9 June 202610 min readAI-assisted

What Atlan gets right

Atlan is the catalogue that data teams choose for themselves, and that fact alone tells you something. Legacy governance tools were bought by compliance departments and tolerated by engineers. Atlan flipped that: it is collaborative, quick to deploy, pleasant to use, and built around the tools modern data teams already live in.

The integrations are the heart of it. Atlan plugs into the modern data stack, Snowflake, dbt, Looker, Slack and the rest, and pulls metadata together into a shared workspace. dbt models show up with their documentation and lineage. Slack threads about a dataset can live next to the dataset. Column-level lineage traces a metric back through the transformation layer. Context that used to be scattered across five tools and three people's heads gets a home.
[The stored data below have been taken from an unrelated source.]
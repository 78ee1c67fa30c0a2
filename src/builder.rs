//! Builder for configuring and constructing a `ToidEngine`.

use crate::{Result, ToidEngine};
use toid_core::{SamplePosition, ToidConfig};

/// Every setting has a default matching [`ToidConfig::default`]; `build()`
/// validates the combination before anything is allocated.
///
/// # Example
///
/// ```ignore
/// use toid::prelude::*;
///
/// let engine = ToidEngine::builder()
///     .sample_rate(48000)
///     .tick(12000)
///     .build()?;
///
/// engine.player().set_track_from_notation("main", "12345 643 2 1")?;
/// engine.start()?;
/// ```
#[derive(Debug, Clone, Default)]
pub struct ToidEngineBuilder {
    config: ToidConfig,
    output_device: Option<usize>,
}

impl ToidEngineBuilder {
    /// Default: 44100
    pub fn sample_rate(mut self, sample_rate: u32) -> Self {
        self.config.sample_rate = sample_rate;
        self
    }

    /// Frames per block for the manual pump and offline export. Default: 512
    pub fn block_size(mut self, block_size: usize) -> Self {
        self.config.block_size = block_size;
        self
    }

    /// Frames per notation token. Default: 11025
    pub fn tick(mut self, tick: SamplePosition) -> Self {
        self.config.tick = tick;
        self
    }

    pub fn config(mut self, config: ToidConfig) -> Self {
        self.config = config;
        self
    }

    /// Output device index as listed by `ToidEngine::list_output_devices`.
    /// Default: the host's default output.
    pub fn output_device(mut self, index: usize) -> Self {
        self.output_device = Some(index);
        self
    }

    pub fn build(self) -> Result<ToidEngine> {
        self.config.validate()?;
        ToidEngine::from_parts(self.config, self.output_device)
    }
}
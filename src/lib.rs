//! # toid - Live-coding Sequencer Engine
//!
//! Melody strings and note events in, a continuous waveform out.
//!
//! ## Architecture
//!
//! toid is an umbrella crate that coordinates:
//! - **toid-core** - Note event store, reducer, wave reader, device output
//! - **toid-notation** - Numeric melody notation parser
//! - **toid-sampler** - Instrument catalogs and WAV-sample instruments
//! - **toid-export** - Offline rendering to WAV
//!
//! and adds the control front-ends: [`Player`], with a local implementation
//! and a remote one that speaks JSON over any text transport.
//!
//! ## Quick Start
//!
//! ```ignore
//! use toid::prelude::*;
//!
//! let engine = ToidEngine::builder().build()?;
//! let player = engine.player();
//!
//! player.set_track_from_notation("main", "12345 643 2 1")?;
//! player.set_track_from_notation_with_octave("sub", "1   5   ", -1.0)?;
//!
//! engine.start()?;
//! ```
//!
//! ## Feature Flags
//!
//! - `default` - `audio-io` and `export`
//! - `audio-io` - Device output through CPAL
//! - `export` - Offline rendering to WAV

/// Re-export of toid-core for direct access
pub use toid_core as core;

// Core types
pub use toid_core::{
    Action, BlockPump, Instrument, InstrumentMap, InstrumentProvider, MasterVolume, MusicStore,
    NoInstruments, NoteEvent, NoteEventKind, Pitch, ReaderHandle, Reducer, RenderMetrics,
    RenderStats, SamplePosition, SineInstrument, Snapshot, StoreVersion, ToidConfig, Track,
    TrackPolicy, WaveReader, DEFAULT_BLOCK_SIZE, DEFAULT_SAMPLE_RATE, DEFAULT_TICK,
};

#[cfg(feature = "audio-io")]
pub use toid_core::AudioOutputter;

// Notation
pub use toid_notation as notation;
pub use toid_notation::{NotationParser, NoteBatch, NoteSpec};

// Instrument resources
pub use toid_sampler as sampler;
pub use toid_sampler::{Catalog, LoadedInstrument, ResourceManager};

// Export
#[cfg(feature = "export")]
pub use toid_export as export;

#[cfg(feature = "export")]
pub use toid_export::{BitDepth, ExportSummary, WavConfig, WavExporter};

mod error;
pub use error::{Error, Result};

mod builder;
mod engine;
pub mod player;
pub mod remote;

pub use builder::ToidEngineBuilder;
pub use engine::ToidEngine;
pub use player::{LocalPlayer, Player};
pub use remote::{MessageSink, RemoteMessage, RemotePlayer, RemoteServer};

/// Convenience prelude for common imports
pub mod prelude {
    // Main engine
    pub use crate::{ToidEngine, ToidEngineBuilder};

    // Players
    pub use crate::{LocalPlayer, Player, RemotePlayer, RemoteServer};

    // Essential types
    pub use crate::core::{Action, NoteEvent, Pitch, SamplePosition, Snapshot};

    pub use crate::{Error, Result};

    pub use std::path::Path;
    pub use std::sync::Arc;
}
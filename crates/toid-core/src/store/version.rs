//! Immutable store snapshots.

use super::track::Track;
use serde::{Deserialize, Serialize};
use std::collections::BTreeMap;
use std::sync::Arc;

/// Immutable snapshot of every track plus the active instrument.
///
/// Tracks are held behind `Arc` so a new version only copies the tracks an
/// action touched; everything else is shared with the previous version.
#[derive(Debug, Clone, Default)]
pub struct StoreVersion {
    version: u64,
    tracks: BTreeMap<String, Arc<Track>>,
    instrument: Option<String>,
}

impl StoreVersion {
    /// The empty version every store starts from.
    pub fn empty() -> Self {
        Self::default()
    }

    /// Monotonic version number, 0 for the empty store.
    #[inline]
    pub fn version(&self) -> u64 {
        self.version
    }

    pub fn track(&self, name: &str) -> Option<&Arc<Track>> {
        self.tracks.get(name)
    }

    /// Tracks in name order.
    #[inline]
    pub fn tracks(&self) -> impl Iterator<Item = (&str, &Arc<Track>)> {
        self.tracks.iter().map(|(name, track)| (name.as_str(), track))
    }

    pub fn track_names(&self) -> impl Iterator<Item = &str> {
        self.tracks.keys().map(String::as_str)
    }

    pub fn track_count(&self) -> usize {
        self.tracks.len()
    }

    /// Name of the selected instrument; `None` means the built-in oscillator.
    #[inline]
    pub fn instrument(&self) -> Option<&str> {
        self.instrument.as_deref()
    }

    pub fn total_events(&self) -> usize {
        self.tracks.values().map(|t| t.len()).sum()
    }

    /// Owned, serializable copy of this version.
    pub fn snapshot(&self) -> Snapshot {
        Snapshot {
            tracks: self
                .tracks
                .iter()
                .map(|(name, track)| (name.clone(), Track::clone(track)))
                .collect(),
            instrument: self.instrument.clone(),
        }
    }

    /// Copy of this version numbered as its successor.
    pub(crate) fn successor(&self) -> Self {
        Self {
            version: self.version + 1,
            tracks: self.tracks.clone(),
            instrument: self.instrument.clone(),
        }
    }

    /// Mutable access to a track, creating it on first use. Copies the track
    /// only if an older version still shares it.
    pub(crate) fn track_mut(&mut self, name: &str) -> &mut Track {
        let track = self.tracks.entry(name.to_string()).or_default();
        Arc::make_mut(track)
    }

    pub(crate) fn remove_track(&mut self, name: &str) -> bool {
        self.tracks.remove(name).is_some()
    }

    pub(crate) fn clear_tracks(&mut self) {
        self.tracks.clear();
    }

    pub(crate) fn set_instrument(&mut self, name: Option<String>) {
        self.instrument = name;
    }

    pub(crate) fn restore(&mut self, snapshot: Snapshot) {
        self.tracks = snapshot
            .tracks
            .into_iter()
            .map(|(name, track)| (name, Arc::new(track)))
            .collect();
        self.instrument = snapshot.instrument;
    }
}

/// Serializable contents of a [`StoreVersion`], without the version number.
///
/// Used to bring a remote peer up to date in one step.
#[derive(Debug, Clone, Default, PartialEq, Serialize, Deserialize)]
pub struct Snapshot {
    pub tracks: BTreeMap<String, Track>,
    pub instrument: Option<String>,
}

#[cfg(test)]
mod tests {
    use super::*;
    use crate::event::NoteEvent;

    #[test]
    fn test_successor_shares_untouched_tracks() {
        let mut first = StoreVersion::empty().successor();
        first.track_mut("main").replace(vec![NoteEvent::note_on(60.0, 0)], None);
        first.track_mut("sub").replace(vec![NoteEvent::note_on(48.0, 0)], None);

        let mut second = first.successor();
        second.track_mut("main").replace(vec![NoteEvent::note_on(62.0, 0)], None);

        assert_eq!(second.version(), first.version() + 1);
        assert!(Arc::ptr_eq(
            first.track("sub").unwrap(),
            second.track("sub").unwrap()
        ));
        assert!(!Arc::ptr_eq(
            first.track("main").unwrap(),
            second.track("main").unwrap()
        ));
        assert_eq!(first.track("main").unwrap().events()[0].pitch(), Some(60.0));
    }

    #[test]
    fn test_snapshot_restore() {
        let mut version = StoreVersion::empty().successor();
        version.track_mut("main").replace(vec![NoteEvent::note_on(60.0, 0)], None);
        version.set_instrument(Some("sf2.test".into()));

        let snapshot = version.snapshot();
        let mut restored = StoreVersion::empty().successor();
        restored.restore(snapshot.clone());

        assert_eq!(restored.snapshot(), snapshot);
        assert_eq!(restored.instrument(), Some("sf2.test"));
        assert_eq!(restored.track_names().collect::<Vec<_>>(), vec!["main"]);
    }
}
Atlan's pitch is "active metadata": metadata that does not just sit in a catalogue but flows back into the tools where work happens, triggering notifications, annotating BI dashboards, flagging downstream impact when a dbt model changes. Compared with legacy catalogues that demanded months of implementation before anyone saw value, Atlan's time to value is genuinely fast, and its user experience is genuinely good.

If the job is "help a fast-moving data team find, understand, and trust their data," Atlan does that job well. We are not going to pretend otherwise, because the comparison only matters if it is honest. The question is what happens when the job changes from understanding data to controlling it.

Active metadata still is not enforcement

Here is the structural point, and it applies to Atlan just as it applies to Alation, Collibra, and every other catalogue: metadata about your data is not control over your data.

Atlan can tell you a column contains PII. It can notify the owner in Slack when someone requests access. It can show you every dashboard that depends on a table before you change it. All of that is useful. None of it sits between a consumer and the data. When an analyst with a sufficiently broad Snowflake role queries the customer table, Atlan is not in that path. The query runs. The catalogue may know the policy; the warehouse executes the query; and the connection between the two is whatever glue your platform team has built and maintains by hand.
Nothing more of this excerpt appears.